Methods: The data set of the same 100 consecutive cross-sectional sample from the GIMS OPD (June 2021 - January 2022) were analysed. The following graphs and cross-tabulations were analysed from the parent thesis: The graph of Wagner grade vs Medicine and Diet (Figure 4.17); Age vs Lifestyle and Income (Figure 4.18); Anatomical examination vs Medicine type (Figure 4.19); HbA1c vs Medicine cross-tabulation (Table 4.4); and the comparative graph- Wagner grade vs ABI and 10g MFT (Figure 4.21).
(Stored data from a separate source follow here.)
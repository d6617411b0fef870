// libs/appointment-cell/src/models.rs
use chrono::{DateTime, FixedOffset, NaiveDate};
use serde::{Deserialize, Serialize};
use std::collections::HashMap;
use std::fmt;
use uuid::Uuid;

use shared_models::auth::AuthRole;

pub const DEFAULT_LOCATION: &str = "Clinic";
pub const DEFAULT_CANCELLATION_REASON: &str = "No reason provided.";
pub const MAX_REASON_FOR_VISIT_CHARS: usize = 200;
pub const MAX_NOTES_CHARS: usize = 500;

// ==============================================================================
// CORE APPOINTMENT MODELS
// ==============================================================================

#[derive(Debug, Clone, Serialize, Deserialize)]
pub struct Appointment {
    pub id: Uuid,
    pub patient_id: Uuid,
    pub doctor_id: Uuid,
    pub doctor_profile_id: Uuid,
    pub scheduled_at: DateTime<FixedOffset>,
    pub appointment_type: AppointmentType,
    pub mode: AppointmentMode,
    pub location: String,
    pub status: AppointmentStatus,
    pub cancellation: Option<CancellationRecord>,
    pub created_by: ActorRole,
    pub last_updated_by: Option<ActorRole>,
    pub is_paid: bool,
    pub payment_method: Option<PaymentMethod>,
    pub reason_for_visit: Option<String>,
    pub notes: Option<String>,
    pub created_at: DateTime<FixedOffset>,
    pub updated_at: DateTime<FixedOffset>,
}

impl Appointment {
    /// Display-only time of day, derived from the stored instant. The
    /// schedule has exactly one source of truth; this string is never stored.
    pub fn scheduled_time_of_day(&self) -> String {
        self.scheduled_at.format("%I:%M %p").to_string()
    }

    pub fn is_terminal(&self) -> bool {
        self.status.is_terminal()
    }
}

#[derive(Debug, Clone, Copy, Serialize, Deserialize, PartialEq, Eq, Hash)]
#[serde(rename_all = "kebab-case")]
pub enum AppointmentStatus {
    Scheduled,
    Confirmed,
    Completed,
    CancelledByPatient,
    CancelledByDoctor,
    CancelledByAdmin,
    NoShow,
}

impl AppointmentStatus {
    /// No transition leaves a terminal status.
    pub fn is_terminal(&self) -> bool {
        matches!(
            self,
            AppointmentStatus::Completed
                | AppointmentStatus::CancelledByPatient
                | AppointmentStatus::CancelledByDoctor
                | AppointmentStatus::CancelledByAdmin
                | AppointmentStatus::NoShow
        )
    }

    pub fn is_cancelled(&self) -> bool {
        matches!(
            self,
            AppointmentStatus::CancelledByPatient
                | AppointmentStatus::CancelledByDoctor
                | AppointmentStatus::CancelledByAdmin
        )
    }

    /// The cancelled variant owned by the acting role.
    pub fn cancelled_by(role: ActorRole) -> Self {
        match role {
            ActorRole::Patient => AppointmentStatus::CancelledByPatient,
            ActorRole::Doctor => AppointmentStatus::CancelledByDoctor,
            ActorRole::Admin => AppointmentStatus::CancelledByAdmin,
        }
    }
}

impl fmt::Display for AppointmentStatus {
    fn fmt(&self, f: &mut fmt::Formatter<'_>) -> fmt::Result {
        match self {
            AppointmentStatus::Scheduled => write!(f, "scheduled"),
            AppointmentStatus::Confirmed => write!(f, "confirmed"),
            AppointmentStatus::Completed => write!(f, "completed"),
            AppointmentStatus::CancelledByPatient => write!(f, "cancelled-by-patient"),
            AppointmentStatus::CancelledByDoctor => write!(f, "cancelled-by-doctor"),
            AppointmentStatus::CancelledByAdmin => write!(f, "cancelled-by-admin"),
            AppointmentStatus::NoShow => write!(f, "no-show"),
        }
    }
}

/// Roles that can own an appointment mutation. Frontline workers
/// authenticate but never mutate appointments, so they are not actors here.
#[derive(Debug, Clone, Copy, Serialize, Deserialize, PartialEq, Eq, Hash)]
#[serde(rename_all = "lowercase")]
pub enum ActorRole {
    Patient,
    Doctor,
    Admin,
}

impl ActorRole {
    pub fn from_auth(role: AuthRole) -> Option<Self> {
        match role {
            AuthRole::Patient => Some(ActorRole::Patient),
            AuthRole::Doctor => Some(ActorRole::Doctor),
            AuthRole::Admin => Some(ActorRole::Admin),
            AuthRole::Frontline => None,
        }
    }
}

impl fmt::Display for ActorRole {
    fn fmt(&self, f: &mut fmt::Formatter<'_>) -> fmt::Result {
        match self {
            ActorRole::Patient => write!(f, "patient"),
            ActorRole::Doctor => write!(f, "doctor"),
            ActorRole::Admin => write!(f, "admin"),
        }
    }
}

#[derive(Debug, Clone, Copy, Serialize, Deserialize, PartialEq, Eq, Hash)]
#[serde(rename_all = "kebab-case")]
pub enum AppointmentType {
    Consultation,
    FollowUp,
    CheckUp,
    Emergency,
}

impl fmt::Display for AppointmentType {
    fn fmt(&self, f: &mut fmt::Formatter<'_>) -> fmt::Result {
        match self {
            AppointmentType::Consultation => write!(f, "consultation"),
            AppointmentType::FollowUp => write!(f, "follow-up"),
            AppointmentType::CheckUp => write!(f, "check-up"),
            AppointmentType::Emergency => write!(f, "emergency"),
        }
    }
}

#[derive(Debug, Clone, Copy, Serialize, Deserialize, PartialEq, Eq)]
#[serde(rename_all = "kebab-case")]
pub enum AppointmentMode {
    InPerson,
    Online,
}

#[derive(Debug, Clone, Copy, Serialize, Deserialize, PartialEq, Eq)]
#[serde(rename_all = "lowercase")]
pub enum PaymentMethod {
    Card,
    Cash,
    Upi,
    Insurance,
}

/// Audit record written atomically with a cancellation transition.
#[derive(Debug, Clone, Serialize, Deserialize)]
pub struct CancellationRecord {
    pub cancelled_by: ActorRole,
    pub cancelled_at: DateTime<FixedOffset>,
    pub reason: String,
    pub is_late_cancellation: bool,
}

// ==============================================================================
// PARTY RECORDS (patients / doctor_profiles tables)
// ==============================================================================

#[derive(Debug, Clone, Serialize, Deserialize)]
pub struct PatientRecord {
    pub id: Uuid,
    pub full_name: String,
    pub email: String,
    #[serde(default)]
    pub appointment_ids: Vec<Uuid>,
}

/// Denormalized specialization/experience snapshot for a doctor.
#[derive(Debug, Clone, Serialize, Deserialize)]
pub struct DoctorProfile {
    pub id: Uuid,
    pub doctor_id: Uuid,
    pub full_name: String,
    pub email: String,
    pub specialization: String,
    pub experience_years: i32,
    #[serde(default)]
    pub appointment_ids: Vec<Uuid>,
}

// ==============================================================================
// REQUEST/RESPONSE MODELS
// ==============================================================================

#[derive(Debug, Clone, Serialize, Deserialize)]
pub struct CreateAppointmentRequest {
    pub patient_id: Uuid,
    pub doctor_id: Uuid,
    /// Civil date in IST.
    pub appointment_date: NaiveDate,
    /// `HH:MM` with optional ` AM`/` PM` suffix; combined with the date at
    /// the edge into the single stored instant.
    pub appointment_time: String,
    pub appointment_type: AppointmentType,
    pub mode: AppointmentMode,
    pub location: Option<String>,
    pub reason_for_visit: Option<String>,
    pub payment_method: Option<PaymentMethod>,
}

#[derive(Debug, Clone, Default, Serialize, Deserialize)]
pub struct UpdateAppointmentRequest {
    pub appointment_date: Option<NaiveDate>,
    pub appointment_time: Option<String>,
    pub appointment_type: Option<AppointmentType>,
    pub mode: Option<AppointmentMode>,
    pub location: Option<String>,
    pub reason_for_visit: Option<String>,
    pub notes: Option<String>,
    pub is_paid: Option<bool>,
    pub payment_method: Option<PaymentMethod>,
}

impl UpdateAppointmentRequest {
    pub fn reschedules(&self) -> bool {
        self.appointment_date.is_some() || self.appointment_time.is_some()
    }
}

#[derive(Debug, Clone, Default, Serialize, Deserialize)]
pub struct CancelAppointmentRequest {
    #[serde(default)]
    pub reason: Option<String>,
}

#[derive(Debug, Clone, Default, Serialize, Deserialize)]
pub struct CompleteAppointmentRequest {
    #[serde(default)]
    pub notes: Option<String>,
}

#[derive(Debug, Deserialize)]
pub struct DateRangeQuery {
    pub start_date: NaiveDate,
    pub end_date: NaiveDate,
}

#[derive(Debug, Clone, Serialize, Deserialize)]
pub struct PartySummary {
    pub full_name: String,
    pub email: String,
}

#[derive(Debug, Clone, Serialize, Deserialize)]
pub struct DoctorProfileSummary {
    pub full_name: String,
    pub specialization: String,
}

/// Denormalized row for the privileged list-all view.
#[derive(Debug, Clone, Serialize, Deserialize)]
pub struct AppointmentSummary {
    pub id: Uuid,
    pub scheduled_at: DateTime<FixedOffset>,
    pub status: AppointmentStatus,
    pub appointment_type: AppointmentType,
    pub mode: AppointmentMode,
    pub location: String,
    pub patient: Option<PartySummary>,
    pub doctor_profile: Option<DoctorProfileSummary>,
}

/// Status counts. Statuses with no appointments are absent from the map;
/// callers treat absence as zero.
#[derive(Debug, Clone, Serialize, Deserialize)]
pub struct AppointmentStats {
    pub total: i64,
    pub by_status: HashMap<AppointmentStatus, i64>,
}

/// Outcome of a party-link reconciliation sweep.
#[derive(Debug, Clone, Default, Serialize, Deserialize)]
pub struct ReconciliationReport {
    pub scanned: usize,
    pub repaired_patient_links: usize,
    pub repaired_doctor_links: usize,
}

// ==============================================================================
// ERROR TYPES
// ==============================================================================

#[derive(Debug, Clone, thiserror::Error)]
pub enum AppointmentError {
    #[error("Appointment not found")]
    NotFound,

    #[error("Patient not found")]
    PatientNotFound,

    #[error("Doctor not found")]
    DoctorNotFound,

    #[error("Invalid appointment time: {0}")]
    InvalidTime(String),

    #[error("Validation error: {0}")]
    Validation(String),

    #[error("Cannot {operation} an appointment that is {current}")]
    InvalidTransition {
        current: AppointmentStatus,
        operation: &'static str,
    },

    #[error("Forbidden: {0}")]
    Forbidden(String),

    #[error("Appointment saved but linking it to a party failed: {0}")]
    PartyLink(String),

    #[error("Database error: {0}")]
    Database(String),
}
SPSS v20.2.0 was used for data analysis.
Results: The cumulative analysis from these confirmed that: (1) Of all the monotherapy patients, 95.7% were HbA1c >8% (untreated diabetes) versus 32.1% of combination therapy patients; (2) The 3 patients on combination+supplementary therapy were the only ones with HbA1c of 6.7-7% - the only group that had diabetes under control; (3) DFU cases were most common among 45-65 years without specified lifestyle or source-of-income; (4) With lower ABI (0-0.4) patients had lower 10g MFT (0-2 positive sites), confirming the co-evolution of PVD-PDN; (5) Monotherapy patients rated more in the Grade 3-5 ulcer grades while the lower peak of combination patients (1-2) confirmed the medication's effect on ulcer severity.
Conclusion: The cumulative analysis reveals that DFU severity in Khairpur reflects the influence of the combined action of multiple risk factors - socioeconomic disparities, lifestyle risk factors, untimely pharmacotherapy and progressive PDN/PVD. DFUs must be prevented by multifactorial action.